Rental housing in the United States is increasingly becoming less affordable, but the number of renters keeps on growing. This is mainly a result of higher standards for loan qualification, as well as demographic shifts.
More than half of all renters, (20.6 million, as estimated by Al Jazeera) are spending more than 30% of their total income on their rent, while one quarter of renters, (11.3 million, as estimated By Al Jazeera) are spending more than 50% of their total income on their rent. Because of these escalating rental prices, one in every two renters is cost-burdened.
For the very low income, finding adequate housing is a challenge.

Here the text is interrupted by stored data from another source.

//! Character-class word tokenizer
//!
//! Used for every profile whose tokenization is [`Tokenization::Internal`].
//!
//! [`Tokenization::Internal`]: crate::language::Tokenization::Internal

use crate::language::{CharClass, InternalRules};

/// A token before it receives a global order
#[derive(Debug, Clone, PartialEq, Eq)]
pub struct RawToken {
    pub surface: String,
    pub lowercase: String,
    pub is_word: bool,
    /// Whitespace that followed the token in the source
    pub separator: String,
}

impl RawToken {
    /// A word token; its lowercase form is the codepoint-level lowercase mapping
    pub fn word(surface: impl Into<String>) -> Self {
        let surface = surface.into();
        Self {
            lowercase: surface.to_lowercase(),
            surface,
            is_word: true,
            separator: String::new(),
        }
    }

    /// A non-word token (punctuation, digits, symbols)
    pub fn non_word(surface: impl Into<String>) -> Self {
        let surface = surface.into();
        Self {
            lowercase: surface.clone(),
            surface,
            is_word: false,
            separator: String::new(),
        }
    }

    /// Set the trailing separator
    pub fn with_separator(mut self, separator: impl Into<String>) -> Self {
        self.separator = separator.into();
        self
    }
}

/// Splits one sentence into word and non-word tokens
#[derive(Debug, Clone, Copy)]
pub struct InternalWordTokenizer<'p> {
    word_chars: &'p CharClass,
    rules: InternalRules,
}

impl<'p> InternalWordTokenizer<'p> {
    pub fn new(word_chars: &'p CharClass, rules: InternalRules) -> Self {
        Self { word_chars, rules }
    }

    /// Tokenize a sentence
    ///
    /// Whitespace never becomes a token. It is attached to the preceding token
    /// as its separator, or dropped when `remove_spaces` is set.
    pub fn tokenize(&self, sentence: &str) -> Vec<RawToken> {
        let mut tokens = Vec::new();
        let mut cursor = 0;

        let words = if self.rules.split_each_char {
            self.word_chars.chars(sentence)
        } else {
            self.word_chars.runs(sentence)
        };

        for word in words {
            self.push_gap(&sentence[cursor..word.start()], &mut tokens);
            tokens.push(RawToken::word(word.as_str()));
            cursor = word.end();
        }
        self.push_gap(&sentence[cursor..], &mut tokens);

        tokens
    }

    /// Text between two word matches: non-whitespace chunks become non-word tokens
    fn push_gap(&self, gap: &str, tokens: &mut Vec<RawToken>) {
        let mut rest = gap;
        while !rest.is_empty() {
            let ws_len = rest.len() - rest.trim_start().len();
            if ws_len > 0 {
                if !self.rules.remove_spaces {
                    if let Some(last) = tokens.last_mut() {
                        last.separator.push_str(&rest[..ws_len]);
                    }
                }
                rest = &rest[ws_len..];
                continue;
            }

            let chunk_len = rest.find(char::is_whitespace).unwrap_or(rest.len());
            tokens.push(RawToken::non_word(&rest[..chunk_len]));
            rest = &rest[chunk_len..];
        }
    }
}

#[cfg(test)]
mod tests {
    use super::*;

    fn surfaces(tokens: &[RawToken]) -> Vec<&str> {
        tokens.iter().map(|t| t.surface.as_str()).collect()
    }

    fn latin() -> CharClass {
        CharClass::new("a-zA-Z").unwrap()
    }

    #[test]
    fn test_words_and_punctuation() {
        let class = latin();
        let tokens = InternalWordTokenizer::new(&class, InternalRules::default())
            .tokenize("The cat sat.");
        assert_eq!(surfaces(&tokens), vec!["The", "cat", "sat", "."]);
        let flags: Vec<bool> = tokens.iter().map(|t| t.is_word).collect();
        assert_eq!(flags, vec![true, true, true, false]);
        assert_eq!(tokens[0].lowercase, "the");
        assert_eq!(tokens[0].separator, " ");
        assert_eq!(tokens[2].separator, "");
    }

    #[test]
    fn test_non_word_chunks_split_on_whitespace() {
        let class = latin();
        let tokens = InternalWordTokenizer::new(&class, InternalRules::default())
            .tokenize("Wait -- 42 apples, ok?!");
        assert_eq!(
            surfaces(&tokens),
            vec!["Wait", "--", "42", "apples", ",", "ok", "?!"]
        );
        assert_eq!(tokens[1].separator, " ");
        assert_eq!(tokens[4].separator, " ");
        assert!(!tokens[2].is_word);
    }

    #[test]
    fn test_round_trip_with_separators() {
        let class = latin();
        let sentence = "Well,  that   is (odd)!";
        let tokens = InternalWordTokenizer::new(&class, InternalRules::default()).tokenize(sentence);
        let rebuilt: String = tokens
            .iter()
            .map(|t| format!("{}{}", t.surface, t.separator))
            .collect();
        assert_eq!(rebuilt, sentence);
    }

    #[test]
    fn test_remove_spaces_discards_separators() {
        let class = latin();
        let rules = InternalRules {
            remove_spaces: true,
            split_each_char: false,
        };
        let tokens = InternalWordTokenizer::new(&class, rules).tokenize("a b , c");
        assert!(tokens.iter().all(|t| t.separator.is_empty()));
        assert_eq!(surfaces(&tokens), vec!["a", "b", ",", "c"]);
    }

    #[test]
    fn test_split_each_char() {
        let class = CharClass::new(r"\p{Han}").unwrap();
        let rules = InternalRules {
            remove_spaces: true,
            split_each_char: true,
        };
        let tokens = InternalWordTokenizer::new(&class, rules).tokenize("日本語");
        assert_eq!(surfaces(&tokens), vec!["日", "本", "語"]);
        assert!(tokens.iter().all(|t| t.is_word));
    }

    #[test]
    fn test_split_each_char_keeps_punctuation_chunks() {
        let class = CharClass::new(r"\p{Han}\p{Hiragana}").unwrap();
        let rules = InternalRules {
            remove_spaces: true,
            split_each_char: true,
        };
        let tokens = InternalWordTokenizer::new(&class, rules).tokenize("雨だ。");
        assert_eq!(surfaces(&tokens), vec!["雨", "だ", "。"]);
        assert!(!tokens[2].is_word);
    }

    #[test]
    fn test_lowercase_is_codepoint_mapping() {
        let class = CharClass::new("a-zA-ZÀ-ÖØ-öø-ſ").unwrap();
        let tokens = InternalWordTokenizer::new(&class, InternalRules::default())
            .tokenize("ÉCOLE Straße");
        assert_eq!(tokens[0].lowercase, "école");
        assert_eq!(tokens[1].lowercase, "straße");
    }

    #[test]
    fn test_empty_sentence() {
        let class = latin();
        assert!(InternalWordTokenizer::new(&class, InternalRules::default())
            .tokenize("")
            .is_empty());
    }
}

The national average rent in the United States, as reported by Meyers Research, averaged $1,092 in the third quarter of 2013. This increase is 1.6% higher than the second quarter, and 4.9% higher than last year, which shows the price of rental housing continues to climb.
The median monthly rent has remained higher than $1,000 for the past seven consecutive quarters, and continues to rise throughout the United States. Less than 5% of rentals in 2011 were under $400 a month. While there are rental assistance programs in place, such as the Housing Choice Voucher Program or Section 8, recent budget cuts which have only helped to intensify the issue of unaffordable housing.
The amounts of renters are growing for all age groups, and in the next 10 years, these numbers are projected to grow by at least 4 million people. To fix the damage done by budget cuts and escalating rental prices, the market will need to adapt to ensure the newfound spread of renters is able to find sufficient housing.